847878 – find -nouser reports files owned by valid users

RHEL Engineering is moving the tracking of its product development work on RHEL 6 through RHEL 9 to Red Hat Jira (issues.redhat.com). If you're a Red Hat customer, please continue to file support cases via the Red Hat customer portal. If you're not, please head to the "RHEL project" in Red Hat Jira and file new tickets here. Individual Bugzilla bugs in the statuses "NEW", "ASSIGNED", and "POST" are being migrated throughout September 2023. Bugs of Red Hat partners with an assigned Engineering Partner Manager (EPM) are migrated in late September as per pre-agreed dates. Bugs against components "kernel", "kernel-rt", and "kpatch" are only migrated if still in "NEW" or "ASSIGNED". If you cannot log in to RH Jira, please consult article #7032570. That failing, please send an e-mail to the RH Jira admins at rh-issues@redhat.com to troubleshoot your issue as a user management inquiry. The email creates a ServiceNow ticket with Red Hat. Individual Bugzilla bugs that are migrated will be moved to status "CLOSED", resolution "MIGRATED", and set with "MigratedToJIRA" in "Keywords". The link to the successor Jira issue will be found under "Links", have a little "two-footprint" icon next to it, and direct you to the "RHEL project" in Red Hat Jira (issue links are of type "https://issues.redhat.com/browse/RHEL-XXXX", where "X" is a digit). This same link will be available in a blue banner at the top of the page informing you that that bug has been migrated.

Bug 847878 - find -nouser reports files owned by valid users

Summary: find -nouser reports files owned by valid users

Keywords:
Status:	CLOSED INSUFFICIENT_DATA
Alias:	None
Product:	Red Hat Enterprise Linux 6
Classification:	Red Hat
Component:	glibc
Sub Component:
Version:	6.1
Hardware:	x86_64
OS:	Linux
Priority:	unspecified
Severity:	medium
Target Milestone:	rc
Target Release:	---
Assignee:	Carlos O'Donell
QA Contact:	qe-baseos-tools-bugs
Docs Contact:
URL:
Whiteboard:
Depends On:
Blocks:
TreeView+	depends on / blocked

Reported:	2012-08-13 21:51 UTC by Pedro
Modified:	2016-11-24 12:19 UTC (History)
CC List:	3 users (show)
Fixed In Version:
Doc Type:	Bug Fix
Doc Text:
Clone Of:
Environment:
Last Closed:	2014-06-23 03:14:42 UTC
Target Upstream Version:
Embargoed:

Attachments	(Terms of Use)

Description Pedro 2012-08-13 21:51:14 UTC

Description of problem:

Running the command: "find / -mount \( -nouser -o -nogroup \)" returns a *long* list of files. When I take a closer look, those files are owned by valid users. For example, if I then do "ls -l" on the files, it shows up that they are owned by the "oracle" user (it happens with other users also). What's more, some files are owned by "1041", which turns out to be "oracle" once I do a "ypcat".
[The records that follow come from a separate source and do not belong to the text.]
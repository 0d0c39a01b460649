use chrono::Utc;
use conductor_core::{WaitInstance, WorkItem};
use sqlx::{SqliteConnection, SqlitePool};
use uuid::Uuid;

use crate::error::DbError;
use crate::models::{datetime_to_millis, WaitInstanceRow, WorkItemRow};
use crate::repositories::work_queue_repository;

#[derive(Clone)]
pub struct WaitRepository {
    pool: SqlitePool,
}

impl WaitRepository {
    pub fn new(pool: SqlitePool) -> Self {
        Self { pool }
    }

    pub async fn find(&self, correlation_id: &str) -> Result<Option<WaitInstance>, DbError> {
        let row: Option<WaitInstanceRow> = sqlx::query_as(
            r#"
            SELECT correlation_id, node_execution_id, plan_execution_id, purpose, context, response, created_at, consumed_at
            FROM wait_instances
            WHERE correlation_id = ?
            "#,
        )
        .bind(correlation_id)
        .fetch_optional(&self.pool)
        .await?;

        row.map(|r| r.into_domain()).transpose()
    }

    /// Marks the wait consumed and queues the node's resumption, atomically.
    /// Only the first caller for a correlation id gets `Some`.
    pub async fn consume(
        &self,
        correlation_id: &str,
        response: &serde_json::Value,
    ) -> Result<Option<WaitInstance>, DbError> {
        let mut tx = self.pool.begin().await?;

        let row: Option<WaitInstanceRow> = sqlx::query_as(
            r#"
            UPDATE wait_instances
            SET consumed_at = ?, response = ?
            WHERE correlation_id = ? AND consumed_at IS NULL
            RETURNING correlation_id, node_execution_id, plan_execution_id, purpose, context, response, created_at, consumed_at
            "#,
        )
        .bind(datetime_to_millis(Utc::now()))
        .bind(response.to_string())
        .bind(correlation_id)
        .fetch_optional(&mut *tx)
        .await?;

        let Some(row) = row else {
            return Ok(None);
        };
        let wait = row.into_domain()?;

        let resume = WorkItem::resume_node(wait.node_execution_id, &wait.correlation_id);
        work_queue_repository::insert(&mut tx, &WorkItemRow::from(&resume)).await?;
        tx.commit().await?;

        Ok(Some(wait))
    }

    pub async fn cancel_for_node(&self, node_execution_id: Uuid) -> Result<u64, DbError> {
        let mut conn = self.pool.acquire().await?;
        delete_pending_for_node(&mut conn, node_execution_id).await
    }
}

pub(crate) async fn insert(conn: &mut SqliteConnection, row: &WaitInstanceRow) -> Result<(), DbError> {
    sqlx::query(
        r#"
        INSERT INTO wait_instances (correlation_id, node_execution_id, plan_execution_id, purpose, context, response, created_at, consumed_at)
        VALUES (?, ?, ?, ?, ?, ?, ?, ?)
        "#,
    )
    .bind(&row.correlation_id)
    .bind(&row.node_execution_id)
    .bind(&row.plan_execution_id)
    .bind(&row.purpose)
    .bind(&row.context)
    .bind(&row.response)
    .bind(row.created_at)
    .bind(row.consumed_at)
    .execute(&mut *conn)
    .await?;
    Ok(())
}

pub(crate) async fn delete_pending_for_node(
    conn: &mut SqliteConnection,
    node_execution_id: Uuid,
) -> Result<u64, DbError> {
    let result = sqlx::query(
        "DELETE FROM wait_instances WHERE node_execution_id = ? AND consumed_at IS NULL",
    )
    .bind(node_execution_id.to_string())
    .execute(&mut *conn)
    .await?;
    Ok(result.rows_affected())
}

#[cfg(test)]
mod tests {
    use super::*;
    use crate::repositories::{NodeExecutionRepository, PlanExecutionRepository, WorkQueueRepository};
    use crate::{create_memory_pool, run_migrations, ExecutionStore, UnitOfWork};
    use conductor_core::{NodeExecution, Plan, PlanExecution, PlanNode, WaitPurpose, WorkKind};
    use std::collections::HashMap;
    use std::time::Duration;

    async fn setup() -> (SqlitePool, NodeExecution) {
        let pool = create_memory_pool().await.unwrap();
        run_migrations(&pool).await.unwrap();
        let plan = Plan::new("p", "a").with_node(PlanNode::new("a", "a", "noop"));
        let execution = PlanExecution::new(
            plan,
            HashMap::new(),
            Duration::from_secs(60),
            Duration::from_secs(60),
        );
        PlanExecutionRepository::new(pool.clone())
            .create(&execution)
            .await
            .unwrap();
        let node =
            NodeExecution::new(&execution.root_ambiance(), &PlanNode::new("a", "a", "noop")).unwrap();
        let node = NodeExecutionRepository::new(pool.clone())
            .create(&node)
            .await
            .unwrap();
        (pool, node)
    }

    async fn register(pool: &SqlitePool, wait: WaitInstance) {
        let mut uow = UnitOfWork::new();
        uow.register_wait(wait);
        ExecutionStore::new(pool.clone()).commit(uow).await.unwrap();
    }

    #[tokio::test]
    async fn test_consume_exactly_once() {
        let (pool, node) = setup().await;
        let repo = WaitRepository::new(pool.clone());
        let wait = WaitInstance::new("cid-1", node.id, node.plan_execution_id, WaitPurpose::AsyncStep);
        register(&pool, wait).await;

        let response = serde_json::json!({"ok": true});
        let first = repo.consume("cid-1", &response).await.unwrap();
        let second = repo.consume("cid-1", &response).await.unwrap();

        let consumed = first.unwrap();
        assert_eq!(consumed.node_execution_id, node.id);
        assert_eq!(consumed.response, Some(response));
        assert!(consumed.is_consumed());
        assert!(second.is_none());

        let queue = WorkQueueRepository::new(pool);
        assert_eq!(queue.pending_count().await.unwrap(), 1);
        let item = queue
            .claim("w1", Utc::now(), chrono::Duration::seconds(30))
            .await
            .unwrap()
            .unwrap();
        assert_eq!(item.kind, WorkKind::ResumeNode);
        assert_eq!(item.correlation_id(), Some("cid-1"));
    }

    #[tokio::test]
    async fn test_unknown_correlation_is_none() {
        let (pool, _) = setup().await;
        let repo = WaitRepository::new(pool);
        assert!(repo
            .consume("missing", &serde_json::Value::Null)
            .await
            .unwrap()
            .is_none());
    }

    #[tokio::test]
    async fn test_cancel_for_node() {
        let (pool, node) = setup().await;
        register(&pool, WaitInstance::new("a", node.id, node.plan_execution_id, WaitPurpose::AsyncStep)).await;
        register(&pool, WaitInstance::new("b", node.id, node.plan_execution_id, WaitPurpose::RetryDelay)).await;
        let repo = WaitRepository::new(pool);
        repo.consume("a", &serde_json::Value::Null).await.unwrap();

        assert_eq!(repo.cancel_for_node(node.id).await.unwrap(), 1);
        assert!(repo.consume("b", &serde_json::Value::Null).await.unwrap().is_none());
        assert!(repo.find("a").await.unwrap().is_some());
    }
}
I took a look at system-config-authentication, and things seem to be in order. Errors are not being reported to /var/log/messages. I can actually "su" to the users that find says don't exist.
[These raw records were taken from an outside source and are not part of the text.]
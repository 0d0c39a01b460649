use conductor_core::{WaitInstance, WaitPurpose};

use super::{datetime_to_millis, from_opt_json, millis_to_datetime, parse_uuid, to_json, to_opt_json};
use crate::error::DbError;

#[derive(Debug, Clone, sqlx::FromRow)]
pub struct WaitInstanceRow {
    pub correlation_id: String,
    pub node_execution_id: String,
    pub plan_execution_id: String,
    pub purpose: String,
    pub context: String,
    pub response: Option<String>,
    pub created_at: i64,
    pub consumed_at: Option<i64>,
}

impl WaitInstanceRow {
    pub fn into_domain(self) -> Result<WaitInstance, DbError> {
        Ok(WaitInstance {
            node_execution_id: parse_uuid(&self.node_execution_id, "wait_instances.node_execution_id")?,
            plan_execution_id: parse_uuid(&self.plan_execution_id, "wait_instances.plan_execution_id")?,
            purpose: WaitPurpose::parse(&self.purpose)
                .ok_or_else(|| DbError::corrupt(format!("wait purpose `{}`", self.purpose)))?,
            context: serde_json::from_str(&self.context)?,
            response: from_opt_json(self.response.as_deref())?,
            correlation_id: self.correlation_id,
            created_at: millis_to_datetime(self.created_at),
            consumed_at: self.consumed_at.map(millis_to_datetime),
        })
    }
}

impl TryFrom<&WaitInstance> for WaitInstanceRow {
    type Error = DbError;

    fn try_from(wait: &WaitInstance) -> Result<Self, Self::Error> {
        Ok(Self {
            correlation_id: wait.correlation_id.clone(),
            node_execution_id: wait.node_execution_id.to_string(),
            plan_execution_id: wait.plan_execution_id.to_string(),
            purpose: wait.purpose.as_str().to_string(),
            context: to_json(&wait.context)?,
            response: to_opt_json(wait.response.as_ref())?,
            created_at: datetime_to_millis(wait.created_at),
            consumed_at: wait.consumed_at.map(datetime_to_millis),
        })
    }
}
Version-Release number of selected component (if applicable):
find --version:
find (GNU findutils) 4.4.2
Features enabled: D_TYPE O_NOFOLLOW(enabled) LEAF_OPTIMISATION SELINUX FTS() CBO(level=0)

How reproducible:
It happens every time I run the find command as specified above.


Steps to Reproduce:
1.
2.
3.
  
Actual results:


Expected results:


Additional info:

Comment 2 Kamil Dudka 2012-08-26 22:41:51 UTC

Could you please attach the contents of your /etc/nsswitch.conf?

Comment 3 Pedro 2012-08-29 13:27:38 UTC

(In reply to comment #2)
> Could you please attach the contents of your /etc/nsswitch.conf?

I can't attach the file directly, but I can include what's on there:

passwd: files nis
shadow: files nis
group: files nis
hosts: files nis dns
bootparams: nis [NOTFOUND=return] files
ethers: files
netmasks: files
networks: files
protocols: files
rpc: files
services: files
netgroup: files nis
publickey: nis
automount: files nis
aliases: files nis


Thanks,
Pedro

Comment 4 Kamil Dudka 2012-09-02 14:05:27 UTC

What does the following command say on your box?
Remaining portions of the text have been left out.